L’annotation in silico des séquences génomiques : Bio-informatique (1)

Abstract

Depuis 1995, nous avons accès à l’information génétique complète d’un nombre croissant d’organismes vivants très divers. Cette explosion d’informations impose des changements profonds dans de nombreuses disciplines scientifiques, particulièrement en bio-informatique et en génétique moléculaire. L’un des plus importants défis est de prédire et d’annoter les fonctions de la plupart des produits de gènes de façon à la fois rapide et exhaustive, en tenant compte des interactions moléculaires entre les différents éléments prédits (expression de la régulation des gènes et données métaboliques). Au-delà de l’information fournie par la séquence complète des génomes, ces dernières analyses requièrent des données complémentaires issues de l’étude du transcriptome et du protéome. Aussi, de nouvelles infrastructures informatiques, intégrant différents niveaux d’annotation de séquences et de prédiction des fonctions biologiques, vont devenir indispensables. Cette revue est destinée à décrire les démarches permettant l’annotation in silico des séquences génomiques d’organismes procaryotes et euca-ryotes. Un regard spécifique est porté sur les problèmes auxquels se heurte tout annotateur, ainsi que les voies de recherches actuelles dans ce domaine.

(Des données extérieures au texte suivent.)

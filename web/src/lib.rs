//! Axum web framework integration for KeyStore.
//!
//! This crate is the imperative shell around the storefront reducers:
//!
//! ```text
//! ┌─────────────────────────────────────────┐
//! │         Imperative Shell (Axum)         │  ← HTTP, JSON
//! │  - Request parsing                      │  ← Correlation IDs
//! │  - Response serialization               │  ← Logging, metrics
//! ├─────────────────────────────────────────┤
//! │         Functional Core                 │
//! │  - Reducers (cart, checkout, ...)       │  ← No I/O, no side effects
//! │  - Effect descriptions (values)         │  ← Executed by the Store
//! └─────────────────────────────────────────┘
//! ```
//!
//! # Request Flow
//!
//! 1. **HTTP Request** arrives at an Axum handler
//! 2. **Extract data** from the request (JSON, path, query)
//! 3. **Build Action** from extracted data
//! 4. **Dispatch** the action through the `Store`
//! 5. **Map result** (a state snapshot or a fed-back action) to a response
//!
//! # Example
//!
//! ```ignore
//! use keystore_web::{AppError, ApiJson};
//! use axum::{extract::State, Json};
//!
//! async fn add_item(
//!     State(state): State<AppState>,
//!     ApiJson(request): ApiJson<AddItemRequest>,
//! ) -> Result<Json<CartView>, AppError> {
//!     state.store.send(CartAction::AddItem { product }.into()).await?;
//!     Ok(Json(state.cart_view().await))
//! }
//! ```

#![allow(clippy::module_name_repetitions)]

pub mod error;
pub mod extractors;
pub mod handlers;
pub mod middleware;

// Re-export key types for convenience
pub use error::AppError;
pub use extractors::{ApiJson, CorrelationId};
pub use middleware::{correlation_id_layer, shutdown_signal, CORRELATION_ID_HEADER};

/// Result type alias for web handlers.
pub type WebResult<T> = Result<T, AppError>;
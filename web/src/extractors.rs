//! Custom Axum extractors.
//!
//! - `CorrelationId`: the request's correlation ID
//! - `ApiJson`: a JSON body whose rejections render as [`AppError`]
//!
//! # Examples
//!
//! ```ignore
//! use keystore_web::extractors::{ApiJson, CorrelationId};
//!
//! async fn handler(
//!     correlation_id: CorrelationId,
//!     ApiJson(request): ApiJson<LoginRequest>,
//! ) -> Result<Json<SessionView>, AppError> {
//!     tracing::info!(correlation_id = %correlation_id.0, "Signing in");
//!     ...
//! }
//! ```

use crate::error::AppError;
use crate::middleware::CORRELATION_ID_HEADER;
use axum::{
    async_trait,
    extract::{FromRequest, FromRequestParts, Request},
    http::request::Parts,
    Json,
};
use serde::de::DeserializeOwned;
use uuid::Uuid;

/// Correlation ID for request tracing.
///
/// Prefers the ID stored by [`correlation_id_layer`](crate::middleware::correlation_id_layer),
/// then the `X-Correlation-ID` header, and otherwise generates a new UUID v4.
#[derive(Debug, Clone, Copy, PartialEq, Eq)]
pub struct CorrelationId(pub Uuid);

#[async_trait]
impl<S> FromRequestParts<S> for CorrelationId
where
    S: Send + Sync,
{
    type Rejection = std::convert::Infallible;

    async fn from_request_parts(parts: &mut Parts, _state: &S) -> Result<Self, Self::Rejection> {
        if let Some(id) = parts.extensions.get::<Uuid>() {
            return Ok(Self(*id));
        }

        let correlation_id = parts
            .headers
            .get(CORRELATION_ID_HEADER)
            .and_then(|v| v.to_str().ok())
            .and_then(|s| Uuid::parse_str(s).ok())
            .unwrap_or_else(Uuid::new_v4);

        Ok(Self(correlation_id))
    }
}

/// JSON request body.
///
/// Same as [`axum::Json`] but malformed bodies become a `400` in the
/// storefront's error format instead of Axum's plain-text rejection.
#[derive(Debug, Clone, Copy, Default)]
pub struct ApiJson<T>(pub T);

#[async_trait]
impl<S, T> FromRequest<S> for ApiJson<T>
where
    T: DeserializeOwned,
    S: Send + Sync,
{
    type Rejection = AppError;

    async fn from_request(req: Request, state: &S) -> Result<Self, Self::Rejection> {
        match Json::<T>::from_request(req, state).await {
            Ok(Json(value)) => Ok(Self(value)),
            Err(rejection) => Err(AppError::bad_request(rejection.body_text())),
        }
    }
}
//! Shopping cart endpoints.
//!
//! - GET /api/v1/cart - Cart snapshot
//! - POST /api/v1/cart/items - Add one unit of a product
//! - PUT /api/v1/cart/items/:id - Set a line's quantity (0 or less removes it)
//! - DELETE /api/v1/cart/items/:id - Remove a line
//! - DELETE /api/v1/cart - Empty the cart
//!
//! Every endpoint answers with the cart after the change.

#![allow(clippy::missing_errors_doc)]

use crate::features::cart::{CartAction, CartState};
use crate::server::state::AppState;
use crate::types::ProductId;
use axum::{
    extract::{Path, State},
    Json,
};
use keystore_web::{ApiJson, AppError, CorrelationId};
use serde::Deserialize;

/// Request body for adding a product
#[derive(Debug, Deserialize)]
pub struct AddItemRequest {
    /// Product to add
    pub product_id: ProductId,
}

/// Request body for changing a quantity
#[derive(Debug, Deserialize)]
pub struct UpdateQuantityRequest {
    /// New quantity
    pub quantity: i64,
}

async fn snapshot(state: &AppState) -> CartState {
    state.store.state(|s| s.cart.clone()).await
}

async fn apply(state: &AppState, action: CartAction) -> Result<Json<CartState>, AppError> {
    state.store.send(action.into()).await?;
    Ok(Json(snapshot(state).await))
}

/// Get the cart.
pub async fn get_cart(State(state): State<AppState>) -> Json<CartState> {
    Json(snapshot(&state).await)
}

/// Add one unit of a catalog product.
///
/// ```bash
/// curl -X POST http://localhost:3000/api/v1/cart/items \
///   -H "Content-Type: application/json" \
///   -d '{"product_id": 2}'
/// ```
pub async fn add_item(
    State(state): State<AppState>,
    correlation_id: CorrelationId,
    ApiJson(request): ApiJson<AddItemRequest>,
) -> Result<Json<CartState>, AppError> {
    let product = state
        .catalog
        .get(request.product_id)
        .cloned()
        .ok_or_else(|| AppError::not_found("Product", request.product_id))?;

    tracing::debug!(correlation_id = %correlation_id.0, product_id = %product.id, "Adding to cart");
    apply(&state, CartAction::AddItem { product }).await
}

/// Set the quantity of a cart line.
pub async fn update_quantity(
    State(state): State<AppState>,
    Path(id): Path<u32>,
    ApiJson(request): ApiJson<UpdateQuantityRequest>,
) -> Result<Json<CartState>, AppError> {
    apply(
        &state,
        CartAction::UpdateQuantity {
            id: ProductId::new(id),
            quantity: request.quantity,
        },
    )
    .await
}

/// Remove a cart line.
pub async fn remove_item(
    State(state): State<AppState>,
    Path(id): Path<u32>,
) -> Result<Json<CartState>, AppError> {
    apply(&state, CartAction::RemoveItem { id: ProductId::new(id) }).await
}

/// Empty the cart.
pub async fn clear_cart(State(state): State<AppState>) -> Result<Json<CartState>, AppError> {
    apply(&state, CartAction::ClearCart).await
}
//! Storefront flows driven through the `Store` runtime.

#![allow(missing_docs)]
#![allow(clippy::unwrap_used, clippy::expect_used, clippy::panic)]

use keystore_runtime::{Store, StoreError};
use keystore_storefront::catalog::{Catalog, Product};
use keystore_storefront::config::StorefrontSettings;
use keystore_storefront::features::admin::OrderStatus;
use keystore_storefront::features::cart::CartAction;
use keystore_storefront::features::checkout::{CheckoutAction, CheckoutPhase, CustomerDetails};
use keystore_storefront::features::reviews::{NewReview, ReviewsAction};
use keystore_storefront::features::session::{Role, SessionAction};
use keystore_storefront::payment::{
    CardDetails, MockPaymentGateway, PaymentDelays, PaymentGateway, PaymentMethod,
};
use keystore_storefront::types::{Money, OrderId, ProductId};
use keystore_storefront::{StorefrontAction, StorefrontEnvironment, StorefrontReducer, StorefrontState, StorefrontStore};
use keystore_testing::test_clock;
use std::sync::Arc;
use std::time::Duration;
use tokio_test::{assert_err, assert_ok};

const WAIT: Duration = Duration::from_secs(5);

fn store_with(payments: Arc<dyn PaymentGateway>) -> StorefrontStore {
    let env = StorefrontEnvironment::new(
        Arc::new(test_clock()),
        payments,
        Arc::new(Catalog::seed()),
        StorefrontSettings::instant(),
    );
    Store::new(StorefrontState::seed(), StorefrontReducer::new(), env)
}

fn store() -> StorefrontStore {
    store_with(MockPaymentGateway::instant(Arc::new(test_clock())).shared())
}

fn product(id: u32) -> Product {
    Catalog::seed().get(ProductId::new(id)).cloned().expect("seeded product")
}

fn details() -> StorefrontAction {
    CheckoutAction::UpdateDetails {
        details: CustomerDetails {
            email: "maria@example.com".to_string(),
            first_name: "Мария".to_string(),
            last_name: "Сидорова".to_string(),
            phone: String::new(),
        },
        agree_to_terms: true,
    }
    .into()
}

async fn send_and_settle(store: &StorefrontStore, action: StorefrontAction) {
    let mut handle = store.send(action).await.expect("store accepts actions");
    assert_ok!(handle.wait_with_timeout(WAIT).await);
}

async fn submit_order(store: &StorefrontStore, method: PaymentMethod, products: &[u32]) {
    for &id in products {
        send_and_settle(store, CartAction::AddItem { product: product(id) }.into()).await;
    }
    send_and_settle(store, details()).await;
    send_and_settle(store, CheckoutAction::SelectPaymentMethod { method }.into()).await;
    send_and_settle(store, StorefrontAction::SubmitCheckout).await;
}

fn card() -> CardDetails {
    CardDetails {
        number: "4111 1111 1111 1111".to_string(),
        expiry: "12/28".to_string(),
        cvv: "123".to_string(),
        holder: "MARIA SIDOROVA".to_string(),
    }
}

#[tokio::test]
async fn test_sbp_purchase_end_to_end() {
    let store = store();
    submit_order(&store, PaymentMethod::Sbp, &[2, 2]).await;

    send_and_settle(&store, CheckoutAction::ConfirmPayment { card: None }.into()).await;

    let state = store.state(Clone::clone).await;
    let CheckoutPhase::Completed { order, receipt, order_id } = &state.checkout.phase else {
        panic!("expected Completed, got {:?}", state.checkout.phase);
    };
    assert_eq!(order.amount, Money::from_minor(15980));
    assert!(receipt.transaction_id.starts_with("SBP_"));
    assert!(state.cart.is_empty());

    assert_eq!(order_id.as_ref(), Some(&OrderId::from_sequence(4)));
    let recorded = state.admin.order(&OrderId::from_sequence(4)).expect("recorded order");
    assert_eq!(recorded.status, OrderStatus::Paid);
    assert_eq!(recorded.lines[0].quantity, 2);
    assert_eq!(state.admin.stats().total_orders, 4);
}

#[tokio::test]
async fn test_card_purchase_adds_commission() {
    let store = store();
    submit_order(&store, PaymentMethod::Card, &[1]).await;

    send_and_settle(&store, CheckoutAction::ConfirmPayment { card: Some(card()) }.into()).await;

    let (phase, last_receipt) = store
        .state(|s| (s.checkout.phase.clone(), s.checkout.last_receipt.clone()))
        .await;
    assert!(matches!(phase, CheckoutPhase::Completed { .. }));
    let receipt = last_receipt.expect("receipt");
    // 4990 + 2.5%
    assert_eq!(receipt.amount, Money::from_minor(5115));
    assert_eq!(receipt.card.map(|c| c.last_four), Some("1111".to_string()));
}

#[tokio::test]
async fn test_declined_payment_can_be_retried() {
    let clock = Arc::new(test_clock());
    let store = store_with(MockPaymentGateway::instant(clock).declining("Insufficient funds").shared());
    submit_order(&store, PaymentMethod::Tinkoff, &[3]).await;

    let mut fed_back = store.subscribe_actions();
    send_and_settle(&store, CheckoutAction::ConfirmPayment { card: None }.into()).await;

    match fed_back.try_recv() {
        Ok(StorefrontAction::Checkout(CheckoutAction::PaymentFailed { reason })) => {
            assert_eq!(reason, "Payment declined: Insufficient funds");
        },
        other => panic!("expected PaymentFailed, got {other:?}"),
    }

    let state = store.state(Clone::clone).await;
    assert!(matches!(state.checkout.phase, CheckoutPhase::AwaitingConfirmation { .. }));
    assert_eq!(state.checkout.last_error.as_deref(), Some("Payment declined: Insufficient funds"));
    assert_eq!(state.cart.item_count(), 1);
    assert_eq!(state.admin.orders.len(), 3);
}

#[tokio::test]
async fn test_cancel_aborts_in_flight_payment() {
    let delays = PaymentDelays {
        sbp: Duration::from_secs(60),
        ..PaymentDelays::INSTANT
    };
    let store = store_with(MockPaymentGateway::new(delays, Arc::new(test_clock())).shared());
    submit_order(&store, PaymentMethod::Sbp, &[1]).await;

    let mut payment = store
        .send(CheckoutAction::ConfirmPayment { card: None }.into())
        .await
        .expect("confirm accepted");
    assert!(store.state(|s| s.checkout.phase.is_processing()).await);

    send_and_settle(&store, CheckoutAction::CancelPayment.into()).await;
    assert_ok!(payment.wait_with_timeout(WAIT).await);

    let state = store.state(Clone::clone).await;
    assert!(state.checkout.phase.is_editing());
    assert_eq!(state.cart.item_count(), 1);
    assert_eq!(state.admin.orders.len(), 3);
    assert_eq!(store.pending_effects(), 0);
}

#[tokio::test]
async fn test_review_is_published_after_moderation() {
    let store = store();

    send_and_settle(
        &store,
        ReviewsAction::SubmitReview {
            review: NewReview {
                product_id: Some(ProductId::new(3)),
                name: "Ольга".to_string(),
                rating: 4,
                comment: "Активировалось без проблем".to_string(),
            },
        }
        .into(),
    )
    .await;

    let (newest, pending, summary) = store
        .state(|s| {
            (
                s.reviews.reviews(Some(ProductId::new(3))).first().map(|r| (*r).clone()),
                s.reviews.pending,
                s.reviews.summary(None),
            )
        })
        .await;
    let newest = newest.expect("published review");
    assert_eq!(newest.user_name, "Ольга");
    assert!(!newest.verified);
    assert_eq!(pending, 0);
    assert_eq!(summary.count, 7);
}

#[tokio::test]
async fn test_admin_login() {
    let store = store();

    let outcome = store
        .send_and_wait_for(
            SessionAction::Login {
                email: "admin@keystore.ru".to_string(),
                password: "admin".to_string(),
            }
            .into(),
            |a| matches!(a, StorefrontAction::Session(SessionAction::LoginSucceeded { .. })),
            WAIT,
        )
        .await;

    match outcome {
        Ok(StorefrontAction::Session(SessionAction::LoginSucceeded { user })) => {
            assert_eq!(user.role, Role::Admin);
        },
        other => panic!("expected LoginSucceeded, got {other:?}"),
    }
}

#[tokio::test]
async fn test_store_rejects_actions_after_shutdown() {
    let store = store();

    assert_ok!(store.shutdown(Duration::from_secs(1)).await);

    let result = store.send(StorefrontAction::Cart(CartAction::ClearCart)).await;
    assert_err!(&result);
    assert!(matches!(result, Err(StoreError::ShutdownInProgress)));
}
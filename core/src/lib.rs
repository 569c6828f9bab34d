//! # KeyStore Core
//!
//! Core traits and types for the KeyStore reducer architecture.
//!
//! Every feature of the storefront (cart, checkout, reviews, session, admin)
//! is written as a reducer over its own state. The runtime crate owns the
//! single mutable copy of that state and is the only writer.
//!
//! ## Core Concepts
//!
//! - **State**: Domain state for a feature
//! - **Action**: Closed set of inputs a reducer accepts (commands and the
//!   results fed back by effects)
//! - **Reducer**: Pure function `(State, Action, Environment) → (State, Effects)`
//! - **Effect**: Side effect descriptions (not execution)
//! - **Environment**: Injected dependencies via traits
//!
//! ## Example
//!
//! ```
//! use keystore_core::{effect::Effect, reducer::Reducer, smallvec, SmallVec};
//!
//! #[derive(Clone, Debug, Default)]
//! struct CounterState {
//!     count: i64,
//! }
//!
//! #[derive(Clone, Debug)]
//! enum CounterAction {
//!     Increment,
//!     Reset,
//! }
//!
//! struct CounterReducer;
//!
//! impl Reducer for CounterReducer {
//!     type State = CounterState;
//!     type Action = CounterAction;
//!     type Environment = ();
//!
//!     fn reduce(
//!         &self,
//!         state: &mut CounterState,
//!         action: CounterAction,
//!         _env: &(),
//!     ) -> SmallVec<[Effect<CounterAction>; 4]> {
//!         match action {
//!             CounterAction::Increment => state.count += 1,
//!             CounterAction::Reset => state.count = 0,
//!         }
//!         smallvec![Effect::None]
//!     }
//! }
//!
//! let mut state = CounterState::default();
//! let _ = CounterReducer.reduce(&mut state, CounterAction::Increment, &());
//! assert_eq!(state.count, 1);
//! ```

// Re-export commonly used types
pub use chrono::{DateTime, Utc};
pub use serde::{Deserialize, Serialize};
pub use smallvec::{smallvec, SmallVec};

/// Reducer composition utilities
pub mod composition;

/// Declarative macros for building effects
pub mod effect_macros;

/// Reducer module - The core trait for business logic
///
/// Reducers are pure functions: `(State, Action, Environment) → (State, Effects)`
///
/// They contain all business logic and are deterministic and testable.
pub mod reducer {
    use super::effect::Effect;
    use smallvec::SmallVec;

    /// The Reducer trait - core abstraction for business logic
    ///
    /// # Type Parameters
    ///
    /// - `State`: The domain state this reducer operates on
    /// - `Action`: The action type this reducer processes
    /// - `Environment`: The injected dependencies this reducer needs
    pub trait Reducer {
        /// The state type this reducer operates on
        type State;

        /// The action type this reducer processes
        type Action;

        /// The environment type with injected dependencies
        type Environment;

        /// Reduce an action into state changes and effects
        ///
        /// This is a pure function that:
        /// 1. Validates the action
        /// 2. Updates state in place
        /// 3. Returns effect descriptions to be executed
        ///
        /// # Arguments
        ///
        /// - `state`: Mutable reference to current state
        /// - `action`: The action to process
        /// - `env`: Reference to injected dependencies
        ///
        /// # Returns
        ///
        /// Effects to be executed by the runtime
        fn reduce(
            &self,
            state: &mut Self::State,
            action: Self::Action,
            env: &Self::Environment,
        ) -> SmallVec<[Effect<Self::Action>; 4]>;
    }
}

/// Effect module - Side effect descriptions
///
/// Effects describe side effects to be performed by the runtime.
/// They are values (not execution) and are composable and cancellable.
pub mod effect {
    use std::fmt;
    use std::future::Future;
    use std::pin::Pin;
    use std::time::Duration;

    /// Identifier used to cancel an in-flight effect
    ///
    /// Effects wrapped in [`Effect::Cancellable`] are registered under their id.
    /// A later [`Effect::Cancel`] with the same id aborts them.
    #[derive(Clone, Debug, PartialEq, Eq, Hash)]
    pub struct EffectId(String);

    impl EffectId {
        /// Creates a new effect id
        #[must_use]
        pub fn new(id: impl Into<String>) -> Self {
            Self(id.into())
        }

        /// Returns the id as a string slice
        #[must_use]
        pub fn as_str(&self) -> &str {
            &self.0
        }
    }

    impl fmt::Display for EffectId {
        fn fmt(&self, f: &mut fmt::Formatter<'_>) -> fmt::Result {
            f.write_str(&self.0)
        }
    }

    /// Effect type - describes a side effect to be executed
    ///
    /// Effects are NOT executed immediately. They are descriptions of what should happen,
    /// returned from reducers and executed by the Store runtime.
    ///
    /// # Type Parameters
    ///
    /// - `Action`: The action type that effects can produce (feedback loop)
    pub enum Effect<Action> {
        /// No-op effect
        None,

        /// Run effects in parallel
        Parallel(Vec<Effect<Action>>),

        /// Run effects sequentially
        Sequential(Vec<Effect<Action>>),

        /// Delayed action (for simulated latency, timeouts)
        Delay {
            /// How long to wait
            duration: Duration,
            /// Action to dispatch after delay
            action: Box<Action>,
        },

        /// Arbitrary async computation
        ///
        /// Returns `Option<Action>` - if Some, the action is fed back into the reducer
        Future(Pin<Box<dyn Future<Output = Option<Action>> + Send>>),

        /// Run an effect that can later be aborted with [`Effect::Cancel`]
        ///
        /// Registering a new cancellable effect under an id that is still in
        /// flight aborts the earlier one first.
        Cancellable {
            /// Cancellation id
            id: EffectId,
            /// The effect to run
            effect: Box<Effect<Action>>,
        },

        /// Abort every in-flight effect registered under the id
        Cancel(EffectId),
    }

    // Manual Debug implementation since Future doesn't implement Debug
    impl<Action> fmt::Debug for Effect<Action>
    where
        Action: fmt::Debug,
    {
        fn fmt(&self, f: &mut fmt::Formatter<'_>) -> fmt::Result {
            match self {
                Effect::None => write!(f, "Effect::None"),
                Effect::Parallel(effects) => {
                    f.debug_tuple("Effect::Parallel").field(effects).finish()
                },
                Effect::Sequential(effects) => {
                    f.debug_tuple("Effect::Sequential").field(effects).finish()
                },
                Effect::Delay { duration, action } => f
                    .debug_struct("Effect::Delay")
                    .field("duration", duration)
                    .field("action", action)
                    .finish(),
                Effect::Future(_) => write!(f, "Effect::Future(<future>)"),
                Effect::Cancellable { id, effect } => f
                    .debug_struct("Effect::Cancellable")
                    .field("id", id)
                    .field("effect", effect)
                    .finish(),
                Effect::Cancel(id) => f.debug_tuple("Effect::Cancel").field(id).finish(),
            }
        }
    }

    impl<Action> Effect<Action> {
        /// Returns `true` for `Effect::None`
        #[must_use]
        pub const fn is_none(&self) -> bool {
            matches!(self, Effect::None)
        }

        /// Transform the actions this effect produces
        ///
        /// Used to lift a child reducer's effects into its parent's action type.
        #[must_use]
        pub fn map<B>(self, f: fn(Action) -> B) -> Effect<B>
        where
            Action: Send + 'static,
            B: 'static,
        {
            match self {
                Effect::None => Effect::None,
                Effect::Parallel(effects) => {
                    Effect::Parallel(effects.into_iter().map(|e| e.map(f)).collect())
                },
                Effect::Sequential(effects) => {
                    Effect::Sequential(effects.into_iter().map(|e| e.map(f)).collect())
                },
                Effect::Delay { duration, action } => Effect::Delay {
                    duration,
                    action: Box::new(f(*action)),
                },
                Effect::Future(fut) => Effect::Future(Box::pin(async move { fut.await.map(f) })),
                Effect::Cancellable { id, effect } => Effect::Cancellable {
                    id,
                    effect: Box::new(effect.map(f)),
                },
                Effect::Cancel(id) => Effect::Cancel(id),
            }
        }
    }
}

/// Environment module - Dependency injection traits
///
/// All external dependencies are abstracted behind traits and injected
/// via the Environment parameter.
pub mod environment {
    use chrono::{DateTime, Utc};

    /// Clock trait - abstracts time operations for testability
    ///
    /// # Examples
    ///
    /// ```ignore
    /// // Test - fixed time for deterministic tests
    /// struct FixedClock { time: DateTime<Utc> }
    /// impl Clock for FixedClock {
    ///     fn now(&self) -> DateTime<Utc> {
    ///         self.time
    ///     }
    /// }
    /// ```
    pub trait Clock: Send + Sync {
        /// Get the current time
        fn now(&self) -> DateTime<Utc>;
    }

    /// Production clock backed by the system time
    #[derive(Debug, Clone, Copy, Default)]
    pub struct SystemClock;

    impl Clock for SystemClock {
        fn now(&self) -> DateTime<Utc> {
            Utc::now()
        }
    }
}

#[cfg(test)]
mod tests {
    use super::effect::{Effect, EffectId};
    use super::environment::{Clock, SystemClock};
    use std::time::Duration;

    #[derive(Clone, Debug, PartialEq)]
    enum Child {
        Done(u32),
    }

    #[derive(Clone, Debug, PartialEq)]
    enum Parent {
        Child(Child),
    }

    #[test]
    fn map_rewraps_delayed_action() {
        let effect = Effect::Delay {
            duration: Duration::from_millis(5),
            action: Box::new(Child::Done(7)),
        };

        match effect.map(Parent::Child) {
            Effect::Delay { duration, action } => {
                assert_eq!(duration, Duration::from_millis(5));
                assert_eq!(*action, Parent::Child(Child::Done(7)));
            },
            other => unreachable!("unexpected effect {other:?}"),
        }
    }

    #[tokio::test]
    async fn map_rewraps_future_output() {
        let effect: Effect<Child> = Effect::Future(Box::pin(async { Some(Child::Done(1)) }));

        let Effect::Future(fut) = effect.map(Parent::Child) else {
            unreachable!("map must keep the variant");
        };
        assert_eq!(fut.await, Some(Parent::Child(Child::Done(1))));
    }

    #[test]
    fn map_keeps_cancellation_ids() {
        let id = EffectId::new("payment");
        let effect = Effect::Cancellable {
            id: id.clone(),
            effect: Box::new(Effect::<Child>::None),
        };

        match effect.map(Parent::Child) {
            Effect::Cancellable { id: mapped, effect } => {
                assert_eq!(mapped, id);
                assert!(effect.is_none());
            },
            other => unreachable!("unexpected effect {other:?}"),
        }
        assert!(matches!(
            Effect::<Child>::Cancel(id.clone()).map(Parent::Child),
            Effect::Cancel(mapped) if mapped == id
        ));
    }

    #[test]
    fn system_clock_moves_forward() {
        let clock = SystemClock;
        let first = clock.now();
        let second = clock.now();
        assert!(second >= first);
    }
}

For the first time in history, we have access to the entire genetic content of a growing number and variety of living organisms. This explosive growth of information is forcing changes in many scientific disciplines, particularly in computational biology and molecular genetics. One of the challenges is to predict and annotate the functions of the gene products as rapidly and completely as possible, taking into account both molecular interactions and higher cellular order processes. The first level of sequence annotation consists in gene finding and functional prediction of their products using similarities searching in protein databanks. This step remains easier in the context of procaryotic genome analysis, the gene structure of these organisms being much more simple than the one of eucaryotes. Predicting function from sequence using computational tools is generally done for each gene individually. Others levels of annotation, such as the identification of interactions between genomic elements characterized in the first step, are more difficult to achieve. If we currently best described the protein function in the context of molecular interactions, it will be possible in the near future to predict function in the context of higher order processes such as the regulation of gene expression, metabolic pathways and signaling cascades. Besides the information from the completely sequenced genomes, the latter analysis also uses additional information from proteomics and expression data. New infrastructures that integrate various levels of sequence annotation and function prediction are clearly required. This paper focuses on the various facets of the in silico sequence annotation, which is far from being perfect despite the fact that sequencing itself is highly automated and accurate, and despite the fact that (or maybe because…) sequence information is described in simple linear form, using a four-letter alphabet. There remains a long way to go until we are able to describe molecular processes quantitatively. However, there is no doubt that in silico sequence analysis is extremely powerful, and the generation of hypothesis derived by computational methods will be more and more often the first successful step in the design of in vivo/in vitro experiments.